### To do
Which lines below fall between the one containing "hint: record ids" and the one containing "new sync item."? Repeat them exactly, counting both of those lines, and add nothing else.

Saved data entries
// SPDX-License-Identifier: MIT
// Copyright (c) 2026 Alfred Jean LLC

//! Sync item types.
//!
//! A [`SyncItem`] is one durable unit of upload work. Its [`ItemType`] selects
//! the handler that performs the transfer and its [`ItemStatus`] follows the
//! queue state machine:
//!
//! ```text
//! pending ──dispatch──► in_progress ──ok──► completed
//!    ▲                      │
//!    └──── retries left ────┤
//!                           └── exhausted ──► failed
//! ```

use serde::{Deserialize, Serialize};
use std::fmt;
use std::str::FromStr;

use crate::error::{Error, Result};

/// Default retry ceiling for new items.
pub const DEFAULT_MAX_RETRIES: u32 = 3;

/// Kind of local data a sync item uploads.
#[derive(Debug, Clone, Copy, PartialEq, Eq, Hash, Serialize, Deserialize)]
#[serde(rename_all = "snake_case")]
pub enum ItemType {
    /// Recording session metadata.
    Session,
    /// A batch of sensor-data records from one session.
    SensorData,
    /// An audio recording file.
    Audio,
    /// Step detector events.
    StepEvent,
    /// Step counter samples.
    StepCount,
    /// An arbitrary file attachment.
    File,
}

impl ItemType {
    /// All item types, in declaration order.
    pub const ALL: [ItemType; 6] = [
        ItemType::Session,
        ItemType::SensorData,
        ItemType::Audio,
        ItemType::StepEvent,
        ItemType::StepCount,
        ItemType::File,
    ];

    /// Returns the string representation used in storage and display.
    pub fn as_str(&self) -> &'static str {
        match self {
            ItemType::Session => "session",
            ItemType::SensorData => "sensor_data",
            ItemType::Audio => "audio",
            ItemType::StepEvent => "step_event",
            ItemType::StepCount => "step_count",
            ItemType::File => "file",
        }
    }
}

impl fmt::Display for ItemType {
    fn fmt(&self, f: &mut fmt::Formatter<'_>) -> fmt::Result {
        write!(f, "{}", self.as_str())
    }
}

impl FromStr for ItemType {
    type Err = Error;

    fn from_str(s: &str) -> Result<Self> {
        match s.to_lowercase().replace('-', "_").as_str() {
            "session" => Ok(ItemType::Session),
            "sensor_data" => Ok(ItemType::SensorData),
            "audio" => Ok(ItemType::Audio),
            "step_event" => Ok(ItemType::StepEvent),
            "step_count" => Ok(ItemType::StepCount),
            "file" => Ok(ItemType::File),
            _ => Err(Error::InvalidItemType(s.to_string())),
        }
    }
}

/// Lifecycle status of a sync item.
#[derive(Debug, Clone, Copy, PartialEq, Eq, Hash, Serialize, Deserialize)]
#[serde(rename_all = "snake_case")]
pub enum ItemStatus {
    /// Waiting for dispatch (possibly delayed by `next_retry_at`).
    Pending,
    /// Currently held by a processor pass.
    InProgress,
    /// Uploaded successfully.
    Completed,
    /// Failed. Terminal once `retry_count` reaches `max_retries`.
    Failed,
}

impl ItemStatus {
    /// Returns the string representation used in storage and display.
    pub fn as_str(&self) -> &'static str {
        match self {
            ItemStatus::Pending => "pending",
            ItemStatus::InProgress => "in_progress",
            ItemStatus::Completed => "completed",
            ItemStatus::Failed => "failed",
        }
    }
}

impl fmt::Display for ItemStatus {
    fn fmt(&self, f: &mut fmt::Formatter<'_>) -> fmt::Result {
        write!(f, "{}", self.as_str())
    }
}

impl FromStr for ItemStatus {
    type Err = Error;

    fn from_str(s: &str) -> Result<Self> {
        match s.to_lowercase().replace('-', "_").as_str() {
            "pending" => Ok(ItemStatus::Pending),
            "in_progress" => Ok(ItemStatus::InProgress),
            "completed" => Ok(ItemStatus::Completed),
            "failed" => Ok(ItemStatus::Failed),
            _ => Err(Error::InvalidStatus(s.to_string())),
        }
    }
}

/// Named priority levels. Higher values are served first.
pub mod priority {
    pub const LOW: i64 = 0;
    pub const NORMAL: i64 = 1;
    pub const HIGH: i64 = 2;
    pub const URGENT: i64 = 3;
}

/// A durable unit of pending upload work.
#[derive(Debug, Clone, PartialEq, Eq, Serialize, Deserialize)]
pub struct SyncItem {
    /// Unique identifier (format: `sq-{hash}`).
    pub id: String,
    /// Owning recording session.
    pub session_id: String,
    /// Selects the upload handler.
    pub item_type: ItemType,
    /// Local record reference; batches are comma-separated record IDs.
    pub item_id: String,
    pub status: ItemStatus,
    pub priority: i64,
    pub retry_count: u32,
    pub max_retries: u32,
    /// Last failure reason.
    #[serde(skip_serializing_if = "Option::is_none")]
    pub error_message: Option<String>,
    #[serde(skip_serializing_if = "Option::is_none")]
    pub last_attempt_at: Option<i64>,
    /// Earliest dispatch time while pending.
    #[serde(skip_serializing_if = "Option::is_none")]
    pub next_retry_at: Option<i64>,
    #[serde(skip_serializing_if = "Option::is_none")]
    pub completed_at: Option<i64>,
    pub created_at: i64,
    pub updated_at: i64,
}

impl SyncItem {
    /// Returns the local record IDs this item covers.
    pub fn record_ids(&self) -> Vec<String> {
        split_record_ids(&self.item_id)
    }

    /// Returns true if this item is eligible for dispatch at `now_ms`.
    pub fn is_ready(&self, now_ms: i64) -> bool {
        match self.next_retry_at {
            _ if self.status != ItemStatus::Pending => false,
            Some(at) => at <= now_ms,
            None => true,
        }
    }

    /// Returns true if this item failed and has no retries left.
    pub fn is_expired(&self) -> bool {
        self.status == ItemStatus::Failed && self.retry_count >= self.max_retries
    }
}

/// Separates record IDs inside a batched `item_id`.
pub const RECORD_ID_SEPARATOR: char = ',';

/// Checks that a local record id survives batching in an `item_id`.
///
/// Ids must be non-empty, carry no surrounding whitespace and never contain
/// [`RECORD_ID_SEPARATOR`].
pub fn validate_record_id(id: &str) -> Result<()> {
    if id.is_empty() {
        return Err(Error::InvalidInput("record id must not be empty".to_string()));
    }
    if id.contains(RECORD_ID_SEPARATOR) {
        return Err(Error::InvalidInput(format!(
            "record id '{id}' contains '{RECORD_ID_SEPARATOR}'\n  hint: record ids are joined with '{RECORD_ID_SEPARATOR}' in batch uploads"
        )));
    }
    if id.trim() != id {
        return Err(Error::InvalidInput(format!(
            "record id '{id}' has leading or trailing whitespace"
        )));
    }
    Ok(())
}

/// Encodes a batch of record IDs into a single `item_id`.
pub fn join_record_ids<S: AsRef<str>>(ids: &[S]) -> String {
    let sep = RECORD_ID_SEPARATOR.to_string();
    ids.iter().map(|s| s.as_ref()).collect::<Vec<_>>().join(&sep)
}

/// Decodes an `item_id` into the record IDs it references.
pub fn split_record_ids(item_id: &str) -> Vec<String> {
    item_id
        .split(RECORD_ID_SEPARATOR)
        .map(str::trim)
        .filter(|s| !s.is_empty())
        .map(str::to_string)
        .collect()
}

/// Parameters for creating a new sync item.
#[derive(Debug, Clone, PartialEq, Eq)]
pub struct NewSyncItem {
    pub session_id: String,
    pub item_type: ItemType,
    pub item_id: String,
    pub priority: Option<i64>,
    pub max_retries: Option<u32>,
}

impl NewSyncItem {
    pub fn new(session_id: impl Into<String>, item_type: ItemType, item_id: impl Into<String>) -> Self {
        NewSyncItem {
            session_id: session_id.into(),
            item_type,
            item_id: item_id.into(),
            priority: None,
            max_retries: None,
        }
    }

    pub fn with_priority(mut self, priority: i64) -> Self {
        self.priority = Some(priority);
        self
    }

    pub fn with_max_retries(mut self, max_retries: u32) -> Self {
        self.max_retries = Some(max_retries);
        self
    }
}

/// Aggregate counts over the whole queue.
#[derive(Debug, Clone, Copy, Default, PartialEq, Eq, Serialize, Deserialize)]
pub struct QueueStats {
    pub total: usize,
    pub pending: usize,
    pub in_progress: usize,
    pub completed: usize,
    pub failed: usize,
    /// Failed items still under their retry ceiling.
    pub retryable: usize,
    /// Failed items at their retry ceiling.
    pub expired: usize,
}

/// Progress snapshot pushed to observers after every transition.
#[derive(Debug, Clone, Copy, Default, PartialEq, Eq, Serialize, Deserialize)]
pub struct QueueProgress {
    pub total: usize,
    pub pending: usize,
    pub in_progress: usize,
    pub completed: usize,
    pub failed: usize,
}

impl From<QueueStats> for QueueProgress {
    fn from(stats: QueueStats) -> Self {
        QueueProgress {
            total: stats.total,
            pending: stats.pending,
            in_progress: stats.in_progress,
            completed: stats.completed,
            failed: stats.failed,
        }
    }
}

#[cfg(test)]
#[path = "item_tests.rs"]
mod tests;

### Written solution
            "record id '{id}' contains '{RECORD_ID_SEPARATOR}'\n  hint: record ids are joined with '{RECORD_ID_SEPARATOR}' in batch uploads"
        )));
    }
    if id.trim() != id {
        return Err(Error::InvalidInput(format!(
            "record id '{id}' has leading or trailing whitespace"
        )));
    }
    Ok(())
}

/// Encodes a batch of record IDs into a single `item_id`.
pub fn join_record_ids<S: AsRef<str>>(ids: &[S]) -> String {
    let sep = RECORD_ID_SEPARATOR.to_string();
    ids.iter().map(|s| s.as_ref()).collect::<Vec<_>>().join(&sep)
}

/// Decodes an `item_id` into the record IDs it references.
pub fn split_record_ids(item_id: &str) -> Vec<String> {
    item_id
        .split(RECORD_ID_SEPARATOR)
        .map(str::trim)
        .filter(|s| !s.is_empty())
        .map(str::to_string)
        .collect()
}

/// Parameters for creating a new sync item.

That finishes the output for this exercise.